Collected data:
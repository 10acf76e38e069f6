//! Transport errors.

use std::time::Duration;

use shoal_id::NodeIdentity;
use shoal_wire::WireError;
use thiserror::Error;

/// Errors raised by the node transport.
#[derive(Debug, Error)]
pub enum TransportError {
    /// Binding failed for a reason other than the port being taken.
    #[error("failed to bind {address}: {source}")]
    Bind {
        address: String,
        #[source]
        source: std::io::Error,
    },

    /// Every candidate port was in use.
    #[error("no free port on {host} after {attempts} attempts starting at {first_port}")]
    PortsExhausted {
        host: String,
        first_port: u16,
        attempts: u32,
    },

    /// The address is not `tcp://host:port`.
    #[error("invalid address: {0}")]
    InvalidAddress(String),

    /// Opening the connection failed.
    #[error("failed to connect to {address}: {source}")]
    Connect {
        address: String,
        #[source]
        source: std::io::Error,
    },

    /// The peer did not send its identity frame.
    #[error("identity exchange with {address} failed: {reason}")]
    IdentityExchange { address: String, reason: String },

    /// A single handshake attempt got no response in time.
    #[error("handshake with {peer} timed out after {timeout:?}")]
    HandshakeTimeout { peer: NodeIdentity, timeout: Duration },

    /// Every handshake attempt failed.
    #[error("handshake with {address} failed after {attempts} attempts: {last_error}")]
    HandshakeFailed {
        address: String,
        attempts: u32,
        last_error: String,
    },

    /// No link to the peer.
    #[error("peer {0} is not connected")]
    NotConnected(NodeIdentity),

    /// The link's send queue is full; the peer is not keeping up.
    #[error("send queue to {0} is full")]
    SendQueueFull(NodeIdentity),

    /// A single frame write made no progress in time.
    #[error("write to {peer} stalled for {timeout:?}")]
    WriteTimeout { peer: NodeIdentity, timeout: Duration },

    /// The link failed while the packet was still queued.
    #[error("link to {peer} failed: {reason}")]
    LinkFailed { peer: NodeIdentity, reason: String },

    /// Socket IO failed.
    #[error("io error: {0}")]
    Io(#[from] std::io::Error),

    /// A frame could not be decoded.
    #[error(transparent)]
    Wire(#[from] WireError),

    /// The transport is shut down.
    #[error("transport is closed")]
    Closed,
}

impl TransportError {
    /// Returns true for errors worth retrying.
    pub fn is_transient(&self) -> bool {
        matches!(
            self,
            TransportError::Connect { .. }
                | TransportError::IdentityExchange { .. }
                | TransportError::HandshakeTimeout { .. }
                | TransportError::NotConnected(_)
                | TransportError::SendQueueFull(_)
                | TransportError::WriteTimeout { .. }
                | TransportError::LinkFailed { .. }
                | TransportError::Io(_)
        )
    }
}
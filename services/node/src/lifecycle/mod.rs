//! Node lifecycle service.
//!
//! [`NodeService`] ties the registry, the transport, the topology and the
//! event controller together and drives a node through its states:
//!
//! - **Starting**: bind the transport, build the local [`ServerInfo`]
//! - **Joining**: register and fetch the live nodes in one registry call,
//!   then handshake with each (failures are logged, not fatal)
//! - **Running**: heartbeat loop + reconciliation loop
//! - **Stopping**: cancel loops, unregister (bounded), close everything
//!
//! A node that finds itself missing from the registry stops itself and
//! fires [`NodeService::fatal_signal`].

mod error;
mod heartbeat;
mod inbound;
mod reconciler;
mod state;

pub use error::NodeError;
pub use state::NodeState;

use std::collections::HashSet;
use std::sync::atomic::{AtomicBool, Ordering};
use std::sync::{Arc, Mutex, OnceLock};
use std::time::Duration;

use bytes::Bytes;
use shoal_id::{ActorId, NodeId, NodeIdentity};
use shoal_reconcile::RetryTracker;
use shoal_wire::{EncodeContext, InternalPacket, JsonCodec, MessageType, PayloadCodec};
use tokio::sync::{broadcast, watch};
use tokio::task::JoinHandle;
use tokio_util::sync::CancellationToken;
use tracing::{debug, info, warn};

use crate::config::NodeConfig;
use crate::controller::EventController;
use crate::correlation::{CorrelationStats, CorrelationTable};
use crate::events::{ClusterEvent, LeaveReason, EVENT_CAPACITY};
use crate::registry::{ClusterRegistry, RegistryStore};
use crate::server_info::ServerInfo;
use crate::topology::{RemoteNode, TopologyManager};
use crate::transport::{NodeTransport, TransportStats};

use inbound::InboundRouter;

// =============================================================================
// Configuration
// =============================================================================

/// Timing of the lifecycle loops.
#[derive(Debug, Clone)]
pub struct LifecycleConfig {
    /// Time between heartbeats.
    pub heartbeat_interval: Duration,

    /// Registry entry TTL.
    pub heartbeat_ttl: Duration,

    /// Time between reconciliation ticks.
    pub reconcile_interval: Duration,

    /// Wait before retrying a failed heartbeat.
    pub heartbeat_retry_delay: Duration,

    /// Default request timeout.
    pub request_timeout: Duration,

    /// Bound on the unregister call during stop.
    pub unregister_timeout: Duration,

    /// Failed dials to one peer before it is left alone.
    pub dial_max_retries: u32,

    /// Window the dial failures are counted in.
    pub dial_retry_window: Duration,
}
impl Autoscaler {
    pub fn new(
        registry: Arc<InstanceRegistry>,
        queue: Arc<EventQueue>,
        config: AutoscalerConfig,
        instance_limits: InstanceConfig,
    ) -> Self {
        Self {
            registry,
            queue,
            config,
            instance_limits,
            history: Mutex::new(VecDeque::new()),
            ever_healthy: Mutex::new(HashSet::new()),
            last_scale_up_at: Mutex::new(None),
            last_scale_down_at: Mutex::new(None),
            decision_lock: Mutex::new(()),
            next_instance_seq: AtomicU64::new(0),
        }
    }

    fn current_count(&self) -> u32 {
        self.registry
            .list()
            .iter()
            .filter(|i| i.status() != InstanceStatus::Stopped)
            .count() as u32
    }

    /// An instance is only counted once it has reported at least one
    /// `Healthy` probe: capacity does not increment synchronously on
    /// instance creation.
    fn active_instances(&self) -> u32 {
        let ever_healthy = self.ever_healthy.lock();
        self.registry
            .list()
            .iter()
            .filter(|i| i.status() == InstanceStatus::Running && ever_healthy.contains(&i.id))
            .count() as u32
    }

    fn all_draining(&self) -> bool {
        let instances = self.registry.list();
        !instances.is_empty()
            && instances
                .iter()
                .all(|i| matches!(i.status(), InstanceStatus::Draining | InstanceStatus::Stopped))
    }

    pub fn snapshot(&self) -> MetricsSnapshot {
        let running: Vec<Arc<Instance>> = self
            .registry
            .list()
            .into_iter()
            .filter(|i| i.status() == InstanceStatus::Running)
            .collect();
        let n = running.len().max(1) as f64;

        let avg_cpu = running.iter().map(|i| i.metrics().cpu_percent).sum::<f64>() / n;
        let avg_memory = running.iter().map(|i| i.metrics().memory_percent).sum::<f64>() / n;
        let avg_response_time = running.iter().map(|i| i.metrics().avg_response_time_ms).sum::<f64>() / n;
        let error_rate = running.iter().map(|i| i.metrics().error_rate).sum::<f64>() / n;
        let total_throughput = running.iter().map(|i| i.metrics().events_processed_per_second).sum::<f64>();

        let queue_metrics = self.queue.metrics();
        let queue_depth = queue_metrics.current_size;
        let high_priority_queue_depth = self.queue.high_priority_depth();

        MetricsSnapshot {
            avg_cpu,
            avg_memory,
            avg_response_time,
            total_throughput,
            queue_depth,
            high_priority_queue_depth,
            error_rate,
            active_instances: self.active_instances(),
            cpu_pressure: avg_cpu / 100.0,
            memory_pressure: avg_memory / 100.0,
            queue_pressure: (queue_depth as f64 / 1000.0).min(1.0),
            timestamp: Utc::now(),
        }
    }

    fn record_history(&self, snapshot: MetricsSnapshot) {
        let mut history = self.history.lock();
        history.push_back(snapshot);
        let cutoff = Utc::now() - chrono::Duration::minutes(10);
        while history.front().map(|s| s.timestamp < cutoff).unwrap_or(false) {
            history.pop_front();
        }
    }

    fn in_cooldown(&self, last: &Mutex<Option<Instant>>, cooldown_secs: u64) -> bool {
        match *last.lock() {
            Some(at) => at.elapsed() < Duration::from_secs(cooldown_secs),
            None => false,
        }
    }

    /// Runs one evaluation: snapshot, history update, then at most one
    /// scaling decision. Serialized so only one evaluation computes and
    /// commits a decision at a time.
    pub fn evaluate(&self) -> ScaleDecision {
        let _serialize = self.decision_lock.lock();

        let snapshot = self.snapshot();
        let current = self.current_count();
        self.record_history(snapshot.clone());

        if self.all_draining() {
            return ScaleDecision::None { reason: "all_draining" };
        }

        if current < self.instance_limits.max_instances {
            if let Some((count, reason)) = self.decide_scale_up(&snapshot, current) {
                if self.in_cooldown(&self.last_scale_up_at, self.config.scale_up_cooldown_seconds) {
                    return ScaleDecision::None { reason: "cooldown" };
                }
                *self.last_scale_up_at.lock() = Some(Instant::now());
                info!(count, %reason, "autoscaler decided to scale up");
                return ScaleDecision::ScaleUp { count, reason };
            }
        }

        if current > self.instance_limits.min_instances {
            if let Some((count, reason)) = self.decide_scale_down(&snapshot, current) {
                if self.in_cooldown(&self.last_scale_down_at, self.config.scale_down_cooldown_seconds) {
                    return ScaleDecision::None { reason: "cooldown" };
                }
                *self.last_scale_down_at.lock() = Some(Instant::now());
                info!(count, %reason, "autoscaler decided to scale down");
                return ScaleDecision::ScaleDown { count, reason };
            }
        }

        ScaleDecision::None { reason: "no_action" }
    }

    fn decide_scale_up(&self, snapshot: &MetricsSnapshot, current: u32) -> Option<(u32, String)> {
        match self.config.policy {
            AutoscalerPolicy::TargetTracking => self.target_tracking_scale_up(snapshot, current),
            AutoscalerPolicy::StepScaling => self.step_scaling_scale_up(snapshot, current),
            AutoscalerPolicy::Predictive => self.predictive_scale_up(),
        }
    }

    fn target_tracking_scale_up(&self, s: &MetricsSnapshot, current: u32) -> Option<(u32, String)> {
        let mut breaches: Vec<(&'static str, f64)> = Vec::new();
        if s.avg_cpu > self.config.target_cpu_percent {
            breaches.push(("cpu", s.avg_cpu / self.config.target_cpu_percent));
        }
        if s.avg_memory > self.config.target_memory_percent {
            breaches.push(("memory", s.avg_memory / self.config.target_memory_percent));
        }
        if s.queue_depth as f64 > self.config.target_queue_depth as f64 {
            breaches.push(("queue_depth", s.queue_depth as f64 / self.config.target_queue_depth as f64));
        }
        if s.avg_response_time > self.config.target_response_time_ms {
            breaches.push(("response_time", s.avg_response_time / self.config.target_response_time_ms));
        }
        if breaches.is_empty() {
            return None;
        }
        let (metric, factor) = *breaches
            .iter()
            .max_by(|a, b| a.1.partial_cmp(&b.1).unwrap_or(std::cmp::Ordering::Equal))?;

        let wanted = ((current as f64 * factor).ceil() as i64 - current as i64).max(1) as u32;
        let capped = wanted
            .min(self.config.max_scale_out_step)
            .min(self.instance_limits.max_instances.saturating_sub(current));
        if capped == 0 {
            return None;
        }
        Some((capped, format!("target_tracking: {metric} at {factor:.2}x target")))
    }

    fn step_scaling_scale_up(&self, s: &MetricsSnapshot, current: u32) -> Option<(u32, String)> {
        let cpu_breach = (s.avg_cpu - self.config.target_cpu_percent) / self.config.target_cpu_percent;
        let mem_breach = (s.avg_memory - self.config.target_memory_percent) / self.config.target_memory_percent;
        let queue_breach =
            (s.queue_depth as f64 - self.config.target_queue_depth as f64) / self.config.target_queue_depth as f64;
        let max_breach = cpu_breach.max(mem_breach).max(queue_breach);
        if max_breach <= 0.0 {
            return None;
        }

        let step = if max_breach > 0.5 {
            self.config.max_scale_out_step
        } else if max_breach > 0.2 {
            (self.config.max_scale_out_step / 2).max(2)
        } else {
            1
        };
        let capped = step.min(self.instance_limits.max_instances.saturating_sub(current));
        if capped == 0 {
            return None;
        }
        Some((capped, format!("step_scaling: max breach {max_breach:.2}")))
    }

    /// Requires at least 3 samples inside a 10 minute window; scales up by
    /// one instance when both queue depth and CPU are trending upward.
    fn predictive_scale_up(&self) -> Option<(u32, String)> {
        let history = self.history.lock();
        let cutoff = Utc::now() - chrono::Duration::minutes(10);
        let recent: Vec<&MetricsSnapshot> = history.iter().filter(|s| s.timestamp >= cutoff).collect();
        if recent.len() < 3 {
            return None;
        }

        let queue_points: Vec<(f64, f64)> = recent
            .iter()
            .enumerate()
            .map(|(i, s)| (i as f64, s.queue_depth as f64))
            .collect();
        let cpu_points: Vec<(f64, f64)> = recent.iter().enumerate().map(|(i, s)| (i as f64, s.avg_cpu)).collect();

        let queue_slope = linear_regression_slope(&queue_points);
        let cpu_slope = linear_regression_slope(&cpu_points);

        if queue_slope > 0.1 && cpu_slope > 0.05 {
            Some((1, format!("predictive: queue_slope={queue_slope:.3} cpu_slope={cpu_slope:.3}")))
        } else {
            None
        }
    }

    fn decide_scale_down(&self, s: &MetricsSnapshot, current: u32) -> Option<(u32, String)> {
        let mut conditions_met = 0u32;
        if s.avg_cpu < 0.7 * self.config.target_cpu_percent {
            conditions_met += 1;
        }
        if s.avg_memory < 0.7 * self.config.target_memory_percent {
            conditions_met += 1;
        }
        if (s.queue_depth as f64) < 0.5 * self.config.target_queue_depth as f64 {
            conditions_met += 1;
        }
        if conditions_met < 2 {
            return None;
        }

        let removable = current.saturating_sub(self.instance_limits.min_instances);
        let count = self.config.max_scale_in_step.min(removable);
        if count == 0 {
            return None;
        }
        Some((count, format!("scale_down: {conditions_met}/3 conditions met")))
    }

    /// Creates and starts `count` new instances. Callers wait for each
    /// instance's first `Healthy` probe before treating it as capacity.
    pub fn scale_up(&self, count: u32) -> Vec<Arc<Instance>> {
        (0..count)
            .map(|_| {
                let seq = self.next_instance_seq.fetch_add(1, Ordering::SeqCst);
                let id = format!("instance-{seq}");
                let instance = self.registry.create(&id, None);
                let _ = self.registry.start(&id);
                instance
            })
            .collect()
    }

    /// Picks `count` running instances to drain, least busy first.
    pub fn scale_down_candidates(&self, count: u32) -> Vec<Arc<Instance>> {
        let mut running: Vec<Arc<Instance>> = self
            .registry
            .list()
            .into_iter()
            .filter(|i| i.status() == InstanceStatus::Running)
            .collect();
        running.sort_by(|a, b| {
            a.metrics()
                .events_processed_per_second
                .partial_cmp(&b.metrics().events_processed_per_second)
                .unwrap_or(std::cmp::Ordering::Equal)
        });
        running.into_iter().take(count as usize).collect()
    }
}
--
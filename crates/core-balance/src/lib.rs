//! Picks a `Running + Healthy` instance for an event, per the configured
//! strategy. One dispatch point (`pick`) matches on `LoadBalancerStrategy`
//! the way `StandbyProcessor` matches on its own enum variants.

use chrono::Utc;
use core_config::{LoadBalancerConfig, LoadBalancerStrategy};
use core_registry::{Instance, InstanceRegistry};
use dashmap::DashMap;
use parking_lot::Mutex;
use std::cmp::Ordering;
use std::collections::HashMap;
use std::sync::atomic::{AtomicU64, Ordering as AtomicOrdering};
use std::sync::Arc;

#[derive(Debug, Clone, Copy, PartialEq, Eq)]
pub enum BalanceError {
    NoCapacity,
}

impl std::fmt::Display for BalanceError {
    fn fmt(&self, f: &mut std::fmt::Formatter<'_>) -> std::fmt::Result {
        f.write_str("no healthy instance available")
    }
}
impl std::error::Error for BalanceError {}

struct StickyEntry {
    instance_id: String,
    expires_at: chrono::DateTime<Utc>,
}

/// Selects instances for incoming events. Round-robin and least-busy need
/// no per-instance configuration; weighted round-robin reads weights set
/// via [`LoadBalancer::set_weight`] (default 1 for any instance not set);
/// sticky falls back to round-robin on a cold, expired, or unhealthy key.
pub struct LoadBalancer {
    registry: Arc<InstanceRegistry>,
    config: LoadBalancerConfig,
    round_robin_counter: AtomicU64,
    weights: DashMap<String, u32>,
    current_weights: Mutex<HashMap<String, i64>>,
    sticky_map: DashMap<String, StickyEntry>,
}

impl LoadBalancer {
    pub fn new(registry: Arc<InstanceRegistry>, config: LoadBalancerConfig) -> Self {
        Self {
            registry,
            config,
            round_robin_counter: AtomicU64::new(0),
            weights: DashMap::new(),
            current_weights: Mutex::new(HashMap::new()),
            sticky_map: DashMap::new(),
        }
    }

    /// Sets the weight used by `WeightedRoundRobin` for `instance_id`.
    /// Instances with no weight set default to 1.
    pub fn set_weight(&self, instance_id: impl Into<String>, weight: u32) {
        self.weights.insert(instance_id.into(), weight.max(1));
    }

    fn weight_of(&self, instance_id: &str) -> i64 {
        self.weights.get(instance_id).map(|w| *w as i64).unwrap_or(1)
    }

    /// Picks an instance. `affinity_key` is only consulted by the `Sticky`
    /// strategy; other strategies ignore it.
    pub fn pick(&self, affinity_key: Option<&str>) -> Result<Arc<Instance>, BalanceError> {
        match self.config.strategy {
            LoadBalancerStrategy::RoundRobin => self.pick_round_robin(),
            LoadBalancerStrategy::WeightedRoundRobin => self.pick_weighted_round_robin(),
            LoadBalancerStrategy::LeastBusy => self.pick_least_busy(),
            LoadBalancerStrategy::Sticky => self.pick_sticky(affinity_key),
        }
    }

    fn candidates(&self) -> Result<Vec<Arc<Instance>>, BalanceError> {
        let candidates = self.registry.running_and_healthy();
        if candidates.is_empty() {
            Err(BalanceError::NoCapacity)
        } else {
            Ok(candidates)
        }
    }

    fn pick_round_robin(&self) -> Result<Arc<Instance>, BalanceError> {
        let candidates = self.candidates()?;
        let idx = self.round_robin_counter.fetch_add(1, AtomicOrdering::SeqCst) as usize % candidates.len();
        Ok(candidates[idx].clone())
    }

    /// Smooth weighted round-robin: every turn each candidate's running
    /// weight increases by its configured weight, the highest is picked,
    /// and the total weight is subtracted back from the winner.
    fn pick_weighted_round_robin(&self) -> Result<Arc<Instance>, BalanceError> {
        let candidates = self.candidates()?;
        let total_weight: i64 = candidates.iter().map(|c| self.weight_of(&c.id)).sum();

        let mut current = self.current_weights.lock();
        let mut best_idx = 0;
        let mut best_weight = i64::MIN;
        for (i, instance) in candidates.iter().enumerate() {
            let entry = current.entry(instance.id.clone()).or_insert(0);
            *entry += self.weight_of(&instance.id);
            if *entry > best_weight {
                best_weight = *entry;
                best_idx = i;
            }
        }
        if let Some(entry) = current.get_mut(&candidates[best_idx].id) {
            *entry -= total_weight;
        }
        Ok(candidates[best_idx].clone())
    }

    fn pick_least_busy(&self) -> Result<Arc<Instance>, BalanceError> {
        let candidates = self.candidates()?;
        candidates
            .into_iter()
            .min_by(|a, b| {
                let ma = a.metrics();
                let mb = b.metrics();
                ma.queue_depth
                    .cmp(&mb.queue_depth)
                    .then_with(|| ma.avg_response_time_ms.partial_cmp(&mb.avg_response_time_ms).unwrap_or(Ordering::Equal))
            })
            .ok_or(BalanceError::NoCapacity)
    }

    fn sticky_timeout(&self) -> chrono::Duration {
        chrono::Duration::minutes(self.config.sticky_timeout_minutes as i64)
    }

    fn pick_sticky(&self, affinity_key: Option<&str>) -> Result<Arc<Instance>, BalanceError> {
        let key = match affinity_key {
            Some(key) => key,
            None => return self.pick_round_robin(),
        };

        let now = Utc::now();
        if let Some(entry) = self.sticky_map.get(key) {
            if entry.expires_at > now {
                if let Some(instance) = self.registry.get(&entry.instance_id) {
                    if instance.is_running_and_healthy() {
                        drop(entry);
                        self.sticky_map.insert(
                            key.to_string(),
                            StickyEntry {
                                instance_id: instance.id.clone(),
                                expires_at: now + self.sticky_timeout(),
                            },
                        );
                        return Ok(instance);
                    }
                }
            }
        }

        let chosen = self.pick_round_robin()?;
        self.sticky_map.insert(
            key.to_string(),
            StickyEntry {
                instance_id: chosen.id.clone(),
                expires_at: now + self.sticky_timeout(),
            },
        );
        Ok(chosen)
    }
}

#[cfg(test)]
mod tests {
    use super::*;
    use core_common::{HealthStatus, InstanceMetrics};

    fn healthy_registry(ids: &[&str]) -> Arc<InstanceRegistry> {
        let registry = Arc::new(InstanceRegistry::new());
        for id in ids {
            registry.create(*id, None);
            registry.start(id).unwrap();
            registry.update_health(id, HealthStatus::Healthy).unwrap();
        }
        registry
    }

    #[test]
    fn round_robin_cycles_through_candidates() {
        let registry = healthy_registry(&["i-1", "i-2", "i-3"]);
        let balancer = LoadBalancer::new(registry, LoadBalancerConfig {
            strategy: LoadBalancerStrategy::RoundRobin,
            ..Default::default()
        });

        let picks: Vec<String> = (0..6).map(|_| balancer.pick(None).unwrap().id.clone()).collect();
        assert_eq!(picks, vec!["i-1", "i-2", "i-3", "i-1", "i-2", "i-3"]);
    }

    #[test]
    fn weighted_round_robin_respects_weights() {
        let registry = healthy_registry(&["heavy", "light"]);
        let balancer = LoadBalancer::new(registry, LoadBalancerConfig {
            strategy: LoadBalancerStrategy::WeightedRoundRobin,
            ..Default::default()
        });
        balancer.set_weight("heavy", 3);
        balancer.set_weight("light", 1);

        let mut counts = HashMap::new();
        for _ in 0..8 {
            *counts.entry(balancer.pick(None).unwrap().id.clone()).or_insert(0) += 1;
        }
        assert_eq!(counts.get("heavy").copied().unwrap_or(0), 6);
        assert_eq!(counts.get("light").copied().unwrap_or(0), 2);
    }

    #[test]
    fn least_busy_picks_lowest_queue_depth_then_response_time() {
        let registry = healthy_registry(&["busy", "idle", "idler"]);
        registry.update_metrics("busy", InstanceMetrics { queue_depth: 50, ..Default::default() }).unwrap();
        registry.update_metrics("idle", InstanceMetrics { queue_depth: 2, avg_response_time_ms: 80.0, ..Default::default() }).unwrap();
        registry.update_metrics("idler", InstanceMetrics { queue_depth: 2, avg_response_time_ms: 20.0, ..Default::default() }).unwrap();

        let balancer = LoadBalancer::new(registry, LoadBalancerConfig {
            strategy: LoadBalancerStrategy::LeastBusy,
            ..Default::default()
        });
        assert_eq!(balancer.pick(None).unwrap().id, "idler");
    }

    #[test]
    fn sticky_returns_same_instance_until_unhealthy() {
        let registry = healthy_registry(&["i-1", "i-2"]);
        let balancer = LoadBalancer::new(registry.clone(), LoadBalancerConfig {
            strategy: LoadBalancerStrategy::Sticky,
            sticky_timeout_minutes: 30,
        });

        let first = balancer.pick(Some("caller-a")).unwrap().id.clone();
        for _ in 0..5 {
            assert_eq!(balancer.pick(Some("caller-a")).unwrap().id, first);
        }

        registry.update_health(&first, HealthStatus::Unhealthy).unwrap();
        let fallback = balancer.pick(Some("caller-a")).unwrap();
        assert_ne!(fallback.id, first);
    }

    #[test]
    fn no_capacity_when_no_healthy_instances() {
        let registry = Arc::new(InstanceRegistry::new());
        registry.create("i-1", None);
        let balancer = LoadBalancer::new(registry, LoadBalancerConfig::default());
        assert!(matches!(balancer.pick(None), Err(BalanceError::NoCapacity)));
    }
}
...
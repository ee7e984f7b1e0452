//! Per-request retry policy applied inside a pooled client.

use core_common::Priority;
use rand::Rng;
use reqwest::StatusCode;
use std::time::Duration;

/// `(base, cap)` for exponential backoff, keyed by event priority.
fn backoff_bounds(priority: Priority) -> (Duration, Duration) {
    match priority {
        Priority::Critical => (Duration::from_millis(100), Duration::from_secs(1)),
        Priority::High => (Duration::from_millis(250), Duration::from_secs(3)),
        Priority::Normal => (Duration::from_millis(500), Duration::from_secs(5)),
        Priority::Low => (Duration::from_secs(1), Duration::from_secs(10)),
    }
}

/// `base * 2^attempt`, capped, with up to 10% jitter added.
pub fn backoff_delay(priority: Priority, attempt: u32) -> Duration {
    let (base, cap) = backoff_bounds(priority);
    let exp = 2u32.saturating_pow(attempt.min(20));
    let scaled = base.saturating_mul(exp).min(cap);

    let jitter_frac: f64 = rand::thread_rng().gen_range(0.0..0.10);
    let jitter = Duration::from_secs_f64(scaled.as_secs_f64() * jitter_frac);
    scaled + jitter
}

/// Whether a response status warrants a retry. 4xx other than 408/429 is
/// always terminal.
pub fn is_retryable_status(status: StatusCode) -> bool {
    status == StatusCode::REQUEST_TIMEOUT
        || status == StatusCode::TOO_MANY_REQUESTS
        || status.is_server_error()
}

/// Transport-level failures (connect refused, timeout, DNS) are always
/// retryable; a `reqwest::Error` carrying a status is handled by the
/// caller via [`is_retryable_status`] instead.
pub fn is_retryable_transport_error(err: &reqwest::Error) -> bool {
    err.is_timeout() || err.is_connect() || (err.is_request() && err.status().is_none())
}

Prompt: The answer is the run of lines above from the line containing "DNS) are always" through the line containing "pub fn is_retryable_transport_error(err: &reqwest::Error)", copied exactly and alone.

Response below:
/// Transport-level failures (connect refused, timeout, DNS) are always
/// retryable; a `reqwest::Error` carrying a status is handled by the
/// caller via [`is_retryable_status`] instead.
pub fn is_retryable_transport_error(err: &reqwest::Error) -> bool {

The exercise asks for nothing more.